2.2.3 Strong support for enzymatic waste treatment—alignment with environmental goals

Figure 18 Key Functions

Figure 19 Related Fields
The results indicate a strong positive reception toward the chitinase-based method for seafood waste treatment, which received the highest approval rating among the options presented. Specifically, 53.3% of respondents awarded it a top score of 5/5, significantly outperforming traditional landfilling, which received the highest rating from only 29.7% of participants. This high level of acceptance is closely associated with its perceived advantages: 76.9% of respondents identified "environmental friendliness" as the most prominent benefit, followed by "resource recycling", which was recognized by 62.9% of those surveyed. In conclusion, these findings demonstrate strong public support for enzymatic waste treatment—a approach well-aligned with growing environmental goals.
Public recognition of environmental benefits reinforces our focus on improving the efficiency of chitinase in degrading shrimp/crab shells. We will prioritize optimizing enzyme activity under real-world conditions (e.g., varying pH, temperature) to align with industrial waste treatment needs, as supported by stakeholder feedback from environmental companies.
2.2.4 Clear Market Demand for Chitinase-Derived Products—Guiding Product Positioning

Figure 20 Acceptance of Waste Tech

Figure 21 Enzymatic Advantages
Survey results indicate a clear preference among respondents regarding application scenarios for chitinase-based products, with 81.1% prioritizing "degradable packaging" and 63.7% showing interest in "household cleaning" applications. Notably, student and enterprise employee groups demonstrated strong engagement in food-related uses such as food packaging, supported by 58.9% of students. When it comes to price sensitivity, 52.4% of participants would only consider purchasing chitinase-derived products if they were priced equally to conventional alternatives, while 20.2%—mainly students—would require at least a 10% price reduction to motivate purchase.
To meet market expectations, we will collaborate with food processing enterprises to develop cost-effective chitin-based packaging materials.
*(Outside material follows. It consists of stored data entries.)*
//! Scenario execution and run reporting.
//!
//! A [`ScenarioRunner`] owns the run-wide session and a step catalogue.
//! Each scenario gets a fresh [`ScenarioContext`]; steps run in order and
//! the first failure terminates that scenario (remaining steps are recorded
//! as skipped) without stopping the rest of the run. The browser session is
//! acquired once and released by [`ScenarioRunner::finish`].

use std::time::Instant;

use serde::Serialize;
use tracing::{info, warn};

use crate::context::ScenarioContext;
use crate::result::VitrinaResult;
use crate::scenario::{Feature, Scenario};
use crate::session::Session;
use crate::steps::{catalogue, StepRegistry};

/// How one step ended
#[derive(Debug, Clone, PartialEq, Eq, Serialize)]
#[serde(rename_all = "snake_case")]
pub enum StepOutcome {
    /// The handler ran and returned Ok
    Passed,
    /// The handler returned an error
    Failed {
        /// Rendered error
        error: String,
    },
    /// An earlier step in the scenario failed
    Skipped,
}

/// Record of one executed (or skipped) step
#[derive(Debug, Clone, Serialize)]
pub struct StepReport {
    /// Keyword as written in the script
    pub keyword: String,
    /// The dispatched sentence
    pub sentence: String,
    /// How the step ended
    pub outcome: StepOutcome,
    /// Wall-clock duration, zero for skipped steps
    pub duration_ms: u64,
}

/// Record of one scenario
#[derive(Debug, Clone, Serialize)]
pub struct ScenarioReport {
    /// Scenario name from the script
    pub name: String,
    /// Step records in script order
    pub steps: Vec<StepReport>,
    /// Whether every step passed
    pub passed: bool,
    /// Wall-clock duration
    pub duration_ms: u64,
}

impl ScenarioReport {
    /// The first failed step, if any
    pub fn failure(&self) -> Option<&StepReport> {
        self.steps
            .iter()
            .find(|s| matches!(s.outcome, StepOutcome::Failed { .. }))
    }
}

/// Record of a whole feature run
#[derive(Debug, Clone, Serialize)]
pub struct RunReport {
    /// Feature name from the script
    pub feature: String,
    /// Scenario records in script order
    pub scenarios: Vec<ScenarioReport>,
    /// Wall-clock duration
    pub duration_ms: u64,
}

impl RunReport {
    /// Number of scenarios that passed
    pub fn passed_count(&self) -> usize {
        self.scenarios.iter().filter(|s| s.passed).count()
    }

    /// Number of scenarios that failed
    pub fn failed_count(&self) -> usize {
        self.scenarios.len() - self.passed_count()
    }

    /// Whether every scenario passed
    pub fn all_passed(&self) -> bool {
        self.scenarios.iter().all(|s| s.passed)
    }

    /// The failed scenarios
    pub fn failures(&self) -> Vec<&ScenarioReport> {
        self.scenarios.iter().filter(|s| !s.passed).collect()
    }

    /// One-line-per-scenario text summary
    pub fn summary(&self) -> String {
        let mut out = format!(
            "{}: {} passed, {} failed ({} ms)\n",
            self.feature,
            self.passed_count(),
            self.failed_count(),
            self.duration_ms
        );
        for scenario in &self.scenarios {
            let mark = if scenario.passed { "ok" } else { "FAILED" };
            out.push_str(&format!("  {mark} {}\n", scenario.name));
            if let Some(step) = scenario.failure() {
                if let StepOutcome::Failed { error } = &step.outcome {
                    out.push_str(&format!("      {} {}: {error}\n", step.keyword, step.sentence));
                }
            }
        }
        out
    }
}

/// Drives scenarios against a step catalogue over one session.
#[derive(Debug)]
pub struct ScenarioRunner {
    session: Session,
    registry: StepRegistry,
}

impl ScenarioRunner {
    /// Build a runner over an explicit registry
    pub fn new(session: Session, registry: StepRegistry) -> Self {
        Self { session, registry }
    }

    /// Build a runner over the default storefront catalogue.
    ///
    /// # Errors
    ///
    /// Propagates catalogue construction errors.
    pub fn with_catalogue(session: Session) -> VitrinaResult<Self> {
        Ok(Self::new(session, catalogue()?))
    }

    /// The registry scenarios are dispatched against
    pub fn registry(&self) -> &StepRegistry {
        &self.registry
    }

    /// Run every scenario of a feature
    pub async fn run_feature(&self, feature: &Feature) -> RunReport {
        let started = Instant::now();
        info!(feature = %feature.name, scenarios = feature.scenarios.len(), "feature started");
        let mut scenarios = Vec::with_capacity(feature.scenarios.len());
        for scenario in &feature.scenarios {
            scenarios.push(self.run_scenario(scenario).await);
        }
        let report = RunReport {
            feature: feature.name.clone(),
            scenarios,
            duration_ms: u64::try_from(started.elapsed().as_millis()).unwrap_or(u64::MAX),
        };
        info!(
            feature = %report.feature,
            passed = report.passed_count(),
            failed = report.failed_count(),
            "feature finished"
        );
        report
    }

    /// Parse a feature script and run it.
    ///
    /// # Errors
    ///
    /// Returns a parse error before any step runs.
    pub async fn run_script(&self, script: &str) -> VitrinaResult<RunReport> {
        let feature = Feature::parse(script)?;
        Ok(self.run_feature(&feature).await)
    }

    /// Run one scenario with a fresh context
    pub async fn run_scenario(&self, scenario: &Scenario) -> ScenarioReport {
        let started = Instant::now();
        let ctx = ScenarioContext::new(self.session.clone());
        info!(scenario = %scenario.name, "scenario started");

        let mut steps = Vec::with_capacity(scenario.steps.len());
        let mut failed = false;
        for line in &scenario.steps {
            if failed {
                steps.push(StepReport {
                    keyword: line.keyword.as_str().to_string(),
                    sentence: line.sentence.clone(),
                    outcome: StepOutcome::Skipped,
                    duration_ms: 0,
                });
                continue;
            }
            let step_started = Instant::now();
            let outcome = match self.registry.execute(&ctx, &line.sentence).await {
                Ok(()) => StepOutcome::Passed,
                Err(err) => {
                    warn!(
                        scenario = %scenario.name,
                        step = %line.sentence,
                        error = %err,
                        "step failed"
                    );
                    failed = true;
                    StepOutcome::Failed {
                        error: err.to_string(),
                    }
                }
            };
            steps.push(StepReport {
                keyword: line.keyword.as_str().to_string(),
                sentence: line.sentence.clone(),
                outcome,
                duration_ms: u64::try_from(step_started.elapsed().as_millis()).unwrap_or(u64::MAX),
            });
        }

        ScenarioReport {
            name: scenario.name.clone(),
            steps,
            passed: !failed,
            duration_ms: u64::try_from(started.elapsed().as_millis()).unwrap_or(u64::MAX),
        }
    }

    /// Release the browser session. Always call this, even after failures.
    ///
    /// # Errors
    ///
    /// Propagates driver shutdown errors.
    pub async fn finish(self) -> VitrinaResult<()> {
        self.session.quit().await
    }
}

#[cfg(test)]
mod tests {
    use super::*;
    use crate::mock::MockDriver;
    use crate::result::VitrinaError;
    use crate::steps::StepRegistry;
    use std::sync::Arc;

    fn runner_with(registry: StepRegistry) -> (Arc<MockDriver>, ScenarioRunner) {
        let driver = Arc::new(MockDriver::new());
        let session = Session::new(driver.clone());
        (driver, ScenarioRunner::new(session, registry))
    }

    fn toy_registry() -> StepRegistry {
        let mut registry = StepRegistry::new();
        registry
            .register("a passing step", |_ctx, _args| Box::pin(async { Ok(()) }))
            .unwrap();
        registry
            .register("a failing step", |_ctx, _args| {
                Box::pin(async {
                    Err(VitrinaError::AssertionFailed {
                        message: "expected calm, got chaos".to_string(),
                    })
                })
            })
            .unwrap();
        registry
    }

    #[tokio::test]
    async fn test_failure_skips_rest_of_scenario_only() {
        let (_, runner) = runner_with(toy_registry());
        let report = runner
            .run_script(
                "Feature: Toy\n\
                 Scenario: Breaks midway\n\
                   Given a passing step\n\
                   When a failing step\n\
                   Then a passing step\n\
                 Scenario: Still runs\n\
                   Given a passing step\n",
            )
            .await
            .unwrap();

        assert_eq!(report.scenarios.len(), 2);
        let broken = &report.scenarios[0];
        assert!(!broken.passed);
        assert_eq!(broken.steps[0].outcome, StepOutcome::Passed);
        assert!(matches!(broken.steps[1].outcome, StepOutcome::Failed { .. }));
        assert_eq!(broken.steps[2].outcome, StepOutcome::Skipped);
        assert!(report.scenarios[1].passed);
        assert_eq!(report.passed_count(), 1);
        assert_eq!(report.failed_count(), 1);
        assert!(!report.all_passed());
    }

    #[tokio::test]
    async fn test_undefined_sentence_fails_the_scenario() {
        let (_, runner) = runner_with(toy_registry());
        let report = runner
            .run_script("Feature: Toy\nScenario: Typo\n  Given a pasing step\n")
            .await
            .unwrap();
        let failure = report.scenarios[0].failure().unwrap();
        assert!(matches!(&failure.outcome, StepOutcome::Failed { error } if error.contains("a pasing step")));
    }

    #[tokio::test]
    async fn test_finish_quits_driver() {
        let (driver, runner) = runner_with(toy_registry());
        runner.finish().await.unwrap();
        assert!(driver.is_quit());
    }

    #[tokio::test]
    async fn test_summary_names_failed_step() {
        let (_, runner) = runner_with(toy_registry());
        let report = runner
            .run_script("Feature: Toy\nScenario: Breaks\n  Given a failing step\n")
            .await
            .unwrap();
        let summary = report.summary();
        assert!(summary.contains("FAILED Breaks"));
        assert!(summary.contains("expected calm, got chaos"));
    }

    #[tokio::test]
    async fn test_report_serializes() {
        let (_, runner) = runner_with(toy_registry());
        let report = runner
            .run_script("Feature: Toy\nScenario: Fine\n  Given a passing step\n")
            .await
            .unwrap();
        let json = serde_json::to_value(&report).unwrap();
        assert_eq!(json["feature"], "Toy");
        assert_eq!(json["scenarios"][0]["steps"][0]["outcome"], "passed");
    }
}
Additionally, we will explore low-cost production strategies (e.g., optimizing fermentation conditions) to reduce prices, addressing the price sensitivity highlighted by the survey.
2.2.5 Barriers to Promotion—A Roadmap for Stakeholder Engagement
Implications for Stakeholder Collaboration:
With scientific/educational personnel: Co-develop educational materials (e.g., experiment kits for schools) to explain chitinase's mechanism.
With enterprises: Partner to showcase pilot projects (e.g., seafood waste recycling lines) as "application cases" for public outreach.
With civil servants: Advocate for policy support (e.g., subsidies for green technology promotion) to address cost barriers.

Figure 22 Enzymatic Advantages

Figure 23 Waste Utilization

Figure 24 Acceptable Recycled Products

Figure 25 Willingness to Purchase Marine Eco-Products

Figure 26 Expected Application

Figure 27 Willingness to Pay
According to the survey results, the key barriers to the adoption of chitinase technology were clearly identified: 83.0% of respondents considered "insufficient public awareness" to be the major obstacle, followed by "immature technology" (52.8%) and "high cost" (45.3%). In line with these challenges, significant educational needs were also expressed—65.1% of participants indicated a desire to learn about the basic principles of chitinase, while 62.7% showed strong interest in real-world application cases, such as how chitinase can convert shrimp shells into fertilizers.
With scientific/educational personnel: Co-develop educational materials (e.g., experiment kits for schools) to explain chitinase's mechanism.
With enterprises: Partner to showcase pilot projects (e.g., seafood waste recycling lines) as "application cases" for public outreach.
With civil servants: Advocate for policy support (e.g., subsidies for green technology promotion) to address cost barriers.
2.2.6 Conclusion
This survey provided critical insights for our project's iterative development:
1.Education: Use short videos and school collaborations to improve public awareness, focusing on young people and industry professionals.
2.Experiment Optimization: Prioritize enzyme efficiency in waste degradation and cost reduction to meet market price expectations.
3.Stakeholder Engagement: Address barriers through targeted collaborations with enterprises, educators, and policymakers.
By integrating these findings, we aim to ensure our chitinase technology is not only scientifically robust but also socially accepted and commercially viable.
The questionnaire analysis, as the core outcome of the project's research phase, has clearly outlined the practical pain points in chitin resource utilization, the current state of public awareness, and potential market demands, laying a data foundation for subsequent work. Building on this, we entered the stage of designing solutions—through in-depth interviews and on-site visits with academic experts, industry practitioners, and investment professionals—to transform abstract research data into specific technical paths and implementation strategies. The Integrated Human Practices at this stage serve as a key link connecting problem identification and solution implementation, driving us from "identifying problems" to achieving substantive breakthroughs in solving problems. The following will elaborate on how these stakeholder interactions have gradually shaped our technical optimization direction, application scenario selection, and business logic construction, forming an interlocking chain of solution design.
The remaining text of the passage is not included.